Give again the lines of the data from its first line through the line with "pub fn assemble(&self, document: &Document)". Change nothing.

[Material for the task — start]

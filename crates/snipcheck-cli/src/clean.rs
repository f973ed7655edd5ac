//! Clean command implementation for snipcheck CLI.

use std::path::Path;

use snipcheck_core::report::CachePersistence;
use snipcheck_core::{CompilerProfile, CorpusDirs};

/// Remove the persisted state of a corpus.
pub fn execute(root: &Path) -> anyhow::Result<()> {
    if !root.is_dir() {
        return Err(snipcheck_core::Error::CorpusNotFound(root.to_path_buf()).into());
    }

    let profile = CompilerProfile::discover(root)?;
    if let Some(path) = &profile.cache_path {
        let path = if path.is_absolute() {
            path.clone()
        } else {
            root.join(path)
        };
        CachePersistence::invalidate(&path)
            .map_err(|e| snipcheck_core::Error::Cache(e.to_string()))?;
    }

    let dirs = CorpusDirs::for_root(root);
    let existed = dirs.state_dir.exists();
    dirs.clean()?;

    if existed {
        println!("Removed {}", dirs.state_dir.display());
    } else {
        println!("Nothing to clean");
    }
    Ok(())
}
impl Assembler {
    /// Create an assembler for a validated profile.
    ///
    /// The builtin backend has no JSX grammar, so `tsx` fences are left
    /// unchecked unless units go to `tsc`.
    pub fn new(profile: &CompilerProfile) -> Result<Self> {
        let languages = profile
            .languages
            .iter()
            .map(|l| l.to_ascii_lowercase())
            .filter(|l| profile.backend == BackendKind::Tsc || !is_jsx_dialect(l))
            .collect();
        Ok(Self {
            globals: profile.ambient_globals()?,
            languages,
            continuity: profile.continuity,
            section_depth: profile.section_depth,
        })
    }

    fn is_checked_language(&self, tag: &str) -> bool {
        self.languages.iter().any(|l| l == tag)
    }

    fn is_checked(&self, snippet: &Snippet) -> bool {
        !snippet.malformed && !snippet.attributes.ignore && self.is_checked_language(&snippet.language)
    }

    /// Assemble every unit of a document.
    pub fn assemble(&self, document: &Document) -> AssembledDocument {
        let snippets: Vec<Snippet> = extract(&document.text)
            .with_section_depth(self.section_depth)
            .collect();
        let checked: Vec<bool> = snippets.iter().map(|s| self.is_checked(s)).collect();

        let mut warnings = Vec::new();
        let links = self.link(document, &snippets, &checked, &mut warnings);

        let mut graph = ContinuityGraph::new(snippets.len());
        for link in &links {
            graph.add_link(link);
        }

        let members: Vec<usize> = (0..snippets.len()).filter(|&i| checked[i]).collect();
        let mut plans: Vec<(usize, UnitPlan)> = Vec::new();

        for component in graph.components(&members) {
            let order = graph.order(&component);
            if !order.cycle.is_empty() {
                let lines: Vec<String> = order
                    .cycle
                    .iter()
                    .map(|&i| snippets[i].span.start_line.to_string())
                    .collect();
                tracing::warn!(
                    "Continuity cycle in {} (snippets at lines {}); using document order",
                    document.path,
                    lines.join(", ")
                );
                warnings.push(format!(
                    "{}: continuity cycle between snippets at lines {}; using document order",
                    document.path,
                    lines.join(", ")
                ));
            }
            plans.push((component[0], UnitPlan::Checked(order.order)));
        }

        for (i, snippet) in snippets.iter().enumerate() {
            if checked[i] {
                continue;
            }
            let plan = if snippet.malformed
                && !snippet.attributes.ignore
                && self.is_checked_language(&snippet.language)
            {
                UnitPlan::UnterminatedFence(i)
            } else {
                UnitPlan::Unchecked(i)
            };
            plans.push((i, plan));
        }

        plans.sort_by_key(|(first, _)| *first);

        let units: Vec<CompilationUnit> = plans
            .into_iter()
            .enumerate()
            .map(|(index, (_, plan))| self.build_unit(document, index, plan, &snippets))
            .collect();

        tracing::debug!(
            "Assembled {}: {} snippets, {} units, {} links",
            document.path,
            snippets.len(),
            units.len(),
            links.len()
        );

        AssembledDocument {
            path: document.path.clone(),
            ordinal: document.ordinal,
            title: document.title.clone(),
            snippets,
            units,
            links,
            warnings,
        }
    }

    /// Infer adjacency links and resolve explicit `continues=` references.
    fn link(
        &self,
        document: &Document,
        snippets: &[Snippet],
        checked: &[bool],
        warnings: &mut Vec<String>,
    ) -> Vec<ContinuityLink> {
        let mut ids: FxHashMap<&str, usize> = FxHashMap::default();
        for snippet in snippets {
            let Some(id) = snippet.attributes.id.as_deref() else {
                continue;
            };
            if let Some(&first) = ids.get(id) {
                warnings.push(format!(
                    "{}:{}: duplicate snippet id '{id}' (first defined at line {})",
                    document.path, snippet.span.start_line, snippets[first].span.start_line
                ));
            } else {
                ids.insert(id, snippet.index);
            }
        }

        let mut links = Vec::new();
        for (i, snippet) in snippets.iter().enumerate() {
            if !checked[i] {
                continue;
            }

            if let Some(target) = snippet.attributes.continues.as_deref() {
                let line = snippet.span.start_line;
                match ids.get(target).copied() {
                    Some(j) if j == i => warnings.push(format!(
                        "{}:{line}: snippet continues itself ('{target}')",
                        document.path
                    )),
                    Some(j) if checked[j] => links.push(ContinuityLink {
                        from: j,
                        to: i,
                        explicit: true,
                    }),
                    Some(_) => warnings.push(format!(
                        "{}:{line}: continues='{target}' refers to an unchecked snippet",
                        document.path
                    )),
                    None => warnings.push(format!(
                        "{}:{line}: continues='{target}' names no snippet in this document",
                        document.path
                    )),
                }
                continue;
            }

            if self.continuity
                && i > 0
                && checked[i - 1]
                && snippets[i - 1].section == snippet.section
                && !snippet.attributes.standalone
            {
                links.push(ContinuityLink {
                    from: i - 1,
                    to: i,
                    explicit: false,
                });
            }
        }

        links
    }

    fn build_unit(
        &self,
        document: &Document,
        index: usize,
        plan: UnitPlan,
        snippets: &[Snippet],
    ) -> CompilationUnit {
        let order = match &plan {
            UnitPlan::Checked(order) => order.clone(),
            UnitPlan::Unchecked(i) | UnitPlan::UnterminatedFence(i) => vec![*i],
        };
        let first = &snippets[order[0]];

        let mut body = String::new();
        let mut placed: Vec<(usize, usize)> = Vec::with_capacity(order.len());
        let mut body_line = 1;
        for &i in &order {
            let snippet = &snippets[i];
            body.push_str(&snippet.text);
            if !snippet.text.is_empty() && !snippet.text.ends_with('\n') {
                body.push('\n');
            }
            placed.push((i, body_line));
            body_line += snippet.line_count();
        }

        let mut syntax_error = None;
        let preamble = match &plan {
            UnitPlan::Checked(_) => match scan(&body) {
                Ok(tokens) => {
                    syntax_error = check_delimiters(&tokens).err();
                    Preamble::build(&self.globals, &tokens)
                }
                Err(e) => {
                    syntax_error = Some(e);
                    Preamble::default()
                }
            },
            _ => Preamble::default(),
        };

        let segments: Vec<Segment> = placed
            .into_iter()
            .map(|(i, line)| Segment {
                snippet: i,
                unit_line: preamble.line_count + line,
                line_count: snippets[i].line_count(),
                document_line: snippets[i].body_start_line(),
            })
            .collect();

        let span = SourceSpan {
            start_line: order.iter().map(|&i| snippets[i].span.start_line).min().unwrap_or(1),
            end_line: order.iter().map(|&i| snippets[i].span.end_line).max().unwrap_or(1),
        };

        let kind = match &plan {
            UnitPlan::Checked(_) => UnitKind::Checked,
            UnitPlan::Unchecked(_) => UnitKind::Unchecked {
                language: first.language.clone(),
            },
            UnitPlan::UnterminatedFence(i) => UnitKind::Malformed {
                snippet: *i,
                line: first.span.start_line,
                column: 1,
                message: "unterminated code fence".to_string(),
            },
        };

        let texts: Vec<&str> = order.iter().map(|&i| snippets[i].text.as_str()).collect();
        let mut unit = CompilationUnit {
            id: format!("{}#{}", document.path, index),
            document: document.path.clone(),
            document_ordinal: document.ordinal,
            index,
            language: first.language.clone(),
            snippets: order,
            hash: content_hash(&first.language, &preamble, &texts),
            preamble,
            body,
            segments,
            span,
            kind,
        };

        if let Some(err) = syntax_error {
            let unit_line = unit.preamble.line_count + err.line;
            let pos = map_position(&unit, unit_line, err.column);
            let (snippet, line, column) = match pos {
                Some(p) => (p.snippet, p.line, p.column),
                None => (unit.snippets[0], unit.span.start_line, 1),
            };
            tracing::debug!("{} is malformed at {}:{}: {}", unit.id, line, column, err.message);
            unit.kind = UnitKind::Malformed {
                snippet,
                line,
                column,
                message: err.message,
            };
        }

        unit
    }
}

[Material for the task — finish]

_Exercise result_
filename crates/snipcheck-cli/src/clean.rs
repository f973ed7655edd5ac
//! Clean command implementation for snipcheck CLI.

use std::path::Path;

use snipcheck_core::report::CachePersistence;
use snipcheck_core::{CompilerProfile, CorpusDirs};

/// Remove the persisted state of a corpus.
pub fn execute(root: &Path) -> anyhow::Result<()> {
    if !root.is_dir() {
        return Err(snipcheck_core::Error::CorpusNotFound(root.to_path_buf()).into());
    }

    let profile = CompilerProfile::discover(root)?;
    if let Some(path) = &profile.cache_path {
        let path = if path.is_absolute() {
            path.clone()
        } else {
            root.join(path)
        };
        CachePersistence::invalidate(&path)
            .map_err(|e| snipcheck_core::Error::Cache(e.to_string()))?;
    }

    let dirs = CorpusDirs::for_root(root);
    let existed = dirs.state_dir.exists();
    dirs.clean()?;

    if existed {
        println!("Removed {}", dirs.state_dir.display());
    } else {
        println!("Nothing to clean");
    }
    Ok(())
}
impl Assembler {
    /// Create an assembler for a validated profile.
    ///
    /// The builtin backend has no JSX grammar, so `tsx` fences are left
    /// unchecked unless units go to `tsc`.
    pub fn new(profile: &CompilerProfile) -> Result<Self> {
        let languages = profile
            .languages
            .iter()
            .map(|l| l.to_ascii_lowercase())
            .filter(|l| profile.backend == BackendKind::Tsc || !is_jsx_dialect(l))
            .collect();
        Ok(Self {
            globals: profile.ambient_globals()?,
            languages,
            continuity: profile.continuity,
            section_depth: profile.section_depth,
        })
    }

    fn is_checked_language(&self, tag: &str) -> bool {
        self.languages.iter().any(|l| l == tag)
    }

    fn is_checked(&self, snippet: &Snippet) -> bool {
        !snippet.malformed && !snippet.attributes.ignore && self.is_checked_language(&snippet.language)
    }

    /// Assemble every unit of a document.
    pub fn assemble(&self, document: &Document) -> AssembledDocument {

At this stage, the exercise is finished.